Environment Variables
The Private AI container supports a number of environment variables. The environment variables can be set in the Docker run command as follows:
docker run --rm -e <ENVIRONMENT_VARIABLE1>=<VALUE> -e <ENVIRONMENT_VARIABLE2>=<VALUE> -p 8080:8080 -it deid:<version number>
Supported Environment Variables
Variable Name |
Description |
---|---|
PAI_ACCURACY_MODES |
Controls which entity detection models are loaded at container start. By default, the container loads all models. Setting this environment variable allows for faster startup and reduced RAM and GPU memory usage. A request specifying an accuracy mode that wasn't loaded will return an error. Allowed values are the accuracy modes specified in the accuracy field in entity_detection , e.g. PAI_ACCURACY_MODES=high |
PAI_ALLOW_LIST |
Allows for the allow list to be set globally, instead of passing into each POST request. An example could be PAI_ALLOW_LIST='["John","Grace"]' . Please see Processing Text |
PAI_DISABLE_GPU_CHECK |
When defined and set to any value, the startup GPU check is disabled. This variable is only applicable to the GPU container and allows the GPU container to run in fallback CPU mode |
PAI_DISABLE_RAM_CHECK |
When defined and set to any value, the sufficient RAM check performed at container startup is disabled. Please note that Private AI cannot guarantee container stability if this is switched off |
PAI_ENABLED_ENTITIES |
Allows for the enabled classes to be set globally, instead of passing it into each POST request. An example could be PAI_ENABLED_ENTITIES="NAME" or PAI_ENABLED_ENTITIES="NAME,AGE,ORGANIZATION" . A command sample is located at the bottom. Please see also Processing Text |
PAI_DISABLED_ENTITIES |
Allows for the disabled classes to be set globally, instead of passing it into each POST request.
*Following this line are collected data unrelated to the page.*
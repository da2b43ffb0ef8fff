//! Unicode utilities for grapheme handling and emoji classification.

mod grapheme;

pub use grapheme::{
    EMOJI_PLACEHOLDER, OBJECT_REPLACEMENT, grapheme_count, grapheme_indices, is_emoji,
    is_pictographic,
};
An example could be PAI_DISABLED_ENTITIES="ORGANIZATION" or PAI_DISABLED_ENTITIES="AGE,LOCATION,ORGANIZATION" . A command sample is located at the bottom. Please see also Processing Text |
PAI_ENABLE_AUDIO |
When defined and set to any value, the container loads the functionality to process audio files. This is off by default to save startup time and RAM |
PAI_ENABLE_PII_COUNT_METERING |
When defined and set to any value, Aggregated entity detection counts are sent back to Private AI servers for reporting and visualization inside the dashboard. Note that feature is off by default |
PAI_LOG_LEVEL |
Controls the verbosity of the container logging output. Allowed values are info , warning or error . Default is info |
PAI_MARKER_FORMAT |
Allows for the redaction marker format to be set globally, instead of passing into each POST request. Please see Processing Text |
PAI_OUTPUT_FILE_DIR |
The directory where /process/files/uri will write processed files to. Note that this does not need to be specified for /process/files/base64 |
PAI_PROJECT_ID |
Sets a default project_id that will be used if a request doesn't contain one. Please see Processing Text |
PAI_SYNTHETIC_PII_ACCURACY_MODES |
Same as PAI_ACCURACY_MODES , except for synthetic entity generation models. Unlike PAI_ACCURACY_MODES , this environment variable can be set empty via PAI_SYNTHETIC_PII_ACCURACY_MODES= to disable synthetic entity generation |
PAI_WORKERS |
Number of pre/post-processing workers used in the GPU container. Defaults to 16 - increasing this number allows for higher throughput, at the cost of increased RAM usage |
PAI_ENABLE_REPORTING |
Enables reporting to a Logstash server |
LOGSTASH_HOST |
The Logstash server's host info |
LOGSTASH_PORT |
The port of the Logstash server |
LOGSTASH_TTL |
Sets the time to live value (in seconds) of the data queued for Logstash. Data will be lost if the queued data is not sent successfully before the ttl value. |
PAI_REPORT_ENTITY_COUNTS |
Enables entity counts (per piece of text deidentified) to be added to reporting |
PAI_MAX_IMAGE_PIXELS |
Configures the max allowed pixels in the images processed. Default value is 178956970 |
PAI_MAX_FILE_SIZE |
Configures the max allowed file size in bytes. File size check occurs before redaction and produces an error message if it exceeds the value specified. i.e. 2000000 |
PAI_WS_LINK_BATCH |
Enables context retention in the websocket endpoint. Default is true |
PAI_WS_CONTEXT_SIZE |
Sets the context window size (number of previous messages retained in context). Default is 50 |
PAI_ENABLE_PDF_TEXT_LAYER |
This environment variable sets the default behaviour for whether a text layer is included in generated PDF files. When set to true , the application will include a text layer in the PDFs, allowing for text selection, search, and accessibility features. When set to false the text layer will be disabled, resulting in marginally smaller file sizes and faster processing. Note that this option is ignored if the pdf_options.enable_pdf_text_layer POST parameter is set in requests to the /process/files/uri and /process/files/base64 endpoints. Default value is true . |
PAI_OCR_SYSTEM |
Sets the Optical Character Recognition (OCR) system for processing documents and images. Default is paddleocr |
To change the port used by the container, please set the host port as per the command below:
docker run --rm -v "full path to license.json":/app/license/license.json \
-p <host port>:8080 -it crprivateaiprod.azurecr.io/deid:<version>
To use PAI_ENABLED_ENTITIES
to redact only for NAME
and ORGANIZATION
, the command will look like:
docker run --rm -v "full path to license.json":/app/license/license.json \
-e PAI_ENABLED_ENTITIES="NAME,ORGANIZATION"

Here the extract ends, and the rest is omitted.